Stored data
######

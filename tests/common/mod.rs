#![allow(dead_code)]

use presamples::{
    create_presamples_package, DokMatrix, IdMapping, IndexArray, LabelTriple, LcaMatrices,
    MatrixMetadata, MatrixPresamples, PackageOptions, RecordField, SampleArray, ScalarType, Seed,
};
use std::path::{Path, PathBuf};

/// Index records `(f1, f2, f1, f2)` for the element ids `(1, 1), (1, 2), (2, 3)`
pub fn mock_indices() -> IndexArray {
    let fields = ["f1", "f2", "f3", "f4"]
        .iter()
        .map(|name| RecordField::new(*name, ScalarType::U32))
        .collect();
    let records: Vec<Vec<i64>> = [(1, 1), (1, 2), (2, 3)]
        .iter()
        .map(|(a, b)| vec![*a, *b, *a, *b])
        .collect();
    IndexArray::from_records(fields, &records).unwrap()
}

pub fn mock_metadata() -> MatrixMetadata {
    MatrixMetadata::new(
        "matrix",
        LabelTriple {
            from: "f1".to_string(),
            to: "f3".to_string(),
            dict: "row_dict".to_string(),
        },
        Some(LabelTriple {
            from: "f2".to_string(),
            to: "f4".to_string(),
            dict: "col_dict".to_string(),
        }),
    )
}

pub fn mock_presamples(samples: SampleArray) -> MatrixPresamples {
    MatrixPresamples::custom("mock", samples, mock_indices(), mock_metadata())
}

/// Package with one `mock` resource targeting `matrix`
pub fn mock_package(base: &Path, samples: SampleArray, seed: Seed) -> PathBuf {
    let options = PackageOptions::in_directory(base).with_seed(seed);
    let (_, dirpath) = create_presamples_package(&[mock_presamples(samples)], &[], &options).unwrap();
    dirpath
}

/// Default mock package: every sample is 100
pub fn package(base: &Path) -> PathBuf {
    mock_package(base, SampleArray::filled(3, 4, 100.0), Seed::Fixed(1))
}

/// Samples 0..12 laid out as three rows of four columns
pub fn arange_samples() -> SampleArray {
    SampleArray::new(3, 4, (0..12).map(f64::from).collect()).unwrap()
}

pub fn scaled_mapping(factor: i64) -> IdMapping {
    (0..5).map(|x| (x, factor * x)).collect()
}

/// Activity ids 1..=6 map to matrix indices 0..=5
pub fn shifted_mapping() -> IdMapping {
    (1..=6).map(|x| (x, x - 1)).collect()
}

/// 5x5 `matrix` with row ids doubled and column ids tripled
pub fn mock_lca() -> LcaMatrices {
    LcaMatrices::new()
        .with_matrix("matrix", DokMatrix::new(5, 5))
        .with_mapping("row_dict", scaled_mapping(2))
        .with_mapping("col_dict", scaled_mapping(3))
}

/// Paths of all files in a package directory whose name contains `marker`
pub fn files_containing(dirpath: &Path, marker: &str) -> Vec<PathBuf> {
    std::fs::read_dir(dirpath)
        .unwrap()
        .map(|entry| entry.unwrap().path())
        .filter(|path| {
            path.file_name()
                .and_then(|n| n.to_str())
                .is_some_and(|n| n.contains(marker))
        })
        .collect()
}
//! `datapackage.json` metadata model.
//!
//! A presamples package directory holds one `datapackage.json` describing its
//! resources plus the `.npy`/`.json` files those resources reference.

use crate::error::{PresamplesError, Result};
use serde::{Deserialize, Deserializer, Serialize, Serializer};
use serde_json::{Map, Value};
use std::fs;
use std::path::Path;

pub const DATAPACKAGE_FILENAME: &str = "datapackage.json";
pub const PACKAGE_PROFILE: &str = "data-package";
pub const RESOURCE_PROFILE: &str = "data-resource";
pub const NPY_MEDIATYPE: &str = "application/octet-stream";
pub const JSON_MEDIATYPE: &str = "application/json";

/// How a package picks the sample column for each iteration
#[derive(Debug, Clone, Copy, PartialEq, Eq, Default)]
pub enum Seed {
    /// Uniform random columns from an RNG seeded with this value
    Fixed(u64),
    /// Columns in order, wrapping around
    Sequential,
    /// Uniform random columns from an entropy-seeded RNG
    #[default]
    Unseeded,
}

const SEQUENTIAL: &str = "sequential";

impl Serialize for Seed {
    fn serialize<S: Serializer>(&self, serializer: S) -> std::result::Result<S::Ok, S::Error> {
        match self {
            Seed::Fixed(value) => serializer.serialize_u64(*value),
            Seed::Sequential => serializer.serialize_str(SEQUENTIAL),
            Seed::Unseeded => serializer.serialize_none(),
        }
    }
}

/// Accepts an integer, `"sequential"`, or `null`
impl<'de> Deserialize<'de> for Seed {
    fn deserialize<D: Deserializer<'de>>(deserializer: D) -> std::result::Result<Self, D::Error> {
        use serde::de::Error;

        match Value::deserialize(deserializer)? {
            Value::Null => Ok(Seed::Unseeded),
            Value::Number(n) => n
                .as_u64()
                .map(Seed::Fixed)
                .ok_or_else(|| D::Error::custom("Seed must be a non-negative integer")),
            Value::String(s) if s == SEQUENTIAL => Ok(Seed::Sequential),
            other => Err(D::Error::custom(format!(
                "Seed must be an integer, \"{SEQUENTIAL}\" or null, got {other}"
            ))),
        }
    }
}

/// Reference from a resource to one file in the package directory
#[derive(Debug, Clone, PartialEq, Serialize, Deserialize)]
pub struct FileRef {
    pub filepath: String,
    pub md5: String,
    #[serde(default, skip_serializing_if = "Option::is_none")]
    pub shape: Option<Vec<usize>>,
    #[serde(default, skip_serializing_if = "Option::is_none")]
    pub dtype: Option<String>,
    #[serde(default, skip_serializing_if = "Option::is_none")]
    pub format: Option<String>,
    #[serde(default, skip_serializing_if = "Option::is_none")]
    pub mediatype: Option<String>,
}

/// Field names and mapping name used to turn database ids into matrix indices
#[derive(Debug, Clone, PartialEq, Eq, PartialOrd, Ord, Hash)]
pub struct LabelTriple {
    /// Index field holding database ids
    pub from: String,
    /// Index field receiving matrix indices
    pub to: String,
    /// Name of the id-to-index mapping on the calculation
    pub dict: String,
}

#[derive(Debug, Clone, PartialEq, Default, Serialize, Deserialize)]
pub struct Resource {
    #[serde(default, skip_serializing_if = "Option::is_none")]
    pub samples: Option<FileRef>,
    #[serde(default, skip_serializing_if = "Option::is_none")]
    pub indices: Option<FileRef>,
    #[serde(default, skip_serializing_if = "Option::is_none")]
    pub names: Option<FileRef>,
    #[serde(default, skip_serializing_if = "Option::is_none")]
    pub matrix: Option<String>,
    #[serde(rename = "type", default, skip_serializing_if = "Option::is_none")]
    pub kind: Option<String>,
    #[serde(default, skip_serializing_if = "Option::is_none")]
    pub label: Option<String>,
    #[serde(default, skip_serializing_if = "Option::is_none")]
    pub index: Option<usize>,
    #[serde(rename = "row from label", default, skip_serializing_if = "Option::is_none")]
    pub row_from_label: Option<String>,
    #[serde(rename = "row to label", default, skip_serializing_if = "Option::is_none")]
    pub row_to_label: Option<String>,
    #[serde(rename = "row dict", default, skip_serializing_if = "Option::is_none")]
    pub row_dict: Option<String>,
    #[serde(rename = "col from label", default, skip_serializing_if = "Option::is_none")]
    pub col_from_label: Option<String>,
    #[serde(rename = "col to label", default, skip_serializing_if = "Option::is_none")]
    pub col_to_label: Option<String>,
    #[serde(rename = "col dict", default, skip_serializing_if = "Option::is_none")]
    pub col_dict: Option<String>,
    #[serde(default, skip_serializing_if = "Option::is_none")]
    pub profile: Option<String>,
    /// Keys this crate does not interpret, kept verbatim
    #[serde(flatten)]
    pub extra: Map<String, Value>,
}

impl Resource {
    /// Resources naming a target matrix carry matrix presamples
    pub fn is_matrix_resource(&self) -> bool {
        self.matrix.as_deref().is_some_and(|m| !m.is_empty())
    }

    /// Resources with a names file carry named parameter presamples
    pub fn is_parameter_resource(&self) -> bool {
        self.names.is_some()
    }

    /// Grouping key for consolidation; resources without a type share the empty key
    pub fn kind(&self) -> &str {
        self.kind.as_deref().unwrap_or_default()
    }

    pub fn files(&self) -> impl Iterator<Item = &FileRef> {
        [&self.samples, &self.indices, &self.names]
            .into_iter()
            .filter_map(Option::as_ref)
    }

    pub fn row_labels(&self) -> Option<LabelTriple> {
        Some(LabelTriple {
            from: self.row_from_label.clone()?,
            to: self.row_to_label.clone()?,
            dict: self.row_dict.clone()?,
        })
    }

    pub fn has_col_dict(&self) -> bool {
        self.col_dict.is_some()
    }

    pub fn col_labels(&self) -> Option<LabelTriple> {
        Some(LabelTriple {
            from: self.col_from_label.clone()?,
            to: self.col_to_label.clone()?,
            dict: self.col_dict.clone()?,
        })
    }
}

#[derive(Debug, Clone, PartialEq, Serialize, Deserialize)]
pub struct Datapackage {
    pub name: String,
    pub id: String,
    #[serde(default = "default_profile")]
    pub profile: String,
    #[serde(default)]
    pub seed: Seed,
    #[serde(default, skip_serializing_if = "Option::is_none")]
    pub ncols: Option<usize>,
    #[serde(default)]
    pub resources: Vec<Resource>,
}

fn default_profile() -> String {
    PACKAGE_PROFILE.to_string()
}

impl Datapackage {
    /// Read `datapackage.json` from a package directory
    pub fn read(dirpath: &Path, max_bytes: u64) -> Result<Self> {
        let path = dirpath.join(DATAPACKAGE_FILENAME);
        let metadata = fs::metadata(&path).map_err(|_| {
            PresamplesError::invalid_package(dirpath, format!("missing {DATAPACKAGE_FILENAME}"))
        })?;
        if !metadata.is_file() {
            return Err(PresamplesError::invalid_package(
                dirpath,
                format!("{DATAPACKAGE_FILENAME} is not a regular file"),
            ));
        }
        if metadata.len() > max_bytes {
            return Err(PresamplesError::invalid_package(
                dirpath,
                format!(
                    "{DATAPACKAGE_FILENAME} is {} bytes, limit is {max_bytes}",
                    metadata.len()
                ),
            ));
        }

        let text = fs::read_to_string(&path).map_err(|e| PresamplesError::io(&path, e))?;
        serde_json::from_str(&text).map_err(|e| {
            PresamplesError::invalid_package(dirpath, format!("invalid {DATAPACKAGE_FILENAME}: {e}"))
        })
    }

    pub fn write(&self, dirpath: &Path) -> Result<()> {
        let path = dirpath.join(DATAPACKAGE_FILENAME);
        let text = serde_json::to_string_pretty(self)?;
        fs::write(&path, text).map_err(|e| PresamplesError::io(&path, e))
    }
}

######

→ **Exercise prompt**
Review the entries above and return every line where "kind" appears.

→ **Solution**
    pub kind: Option<String>,
    pub fn kind(&self) -> &str {
        self.kind.as_deref().unwrap_or_default()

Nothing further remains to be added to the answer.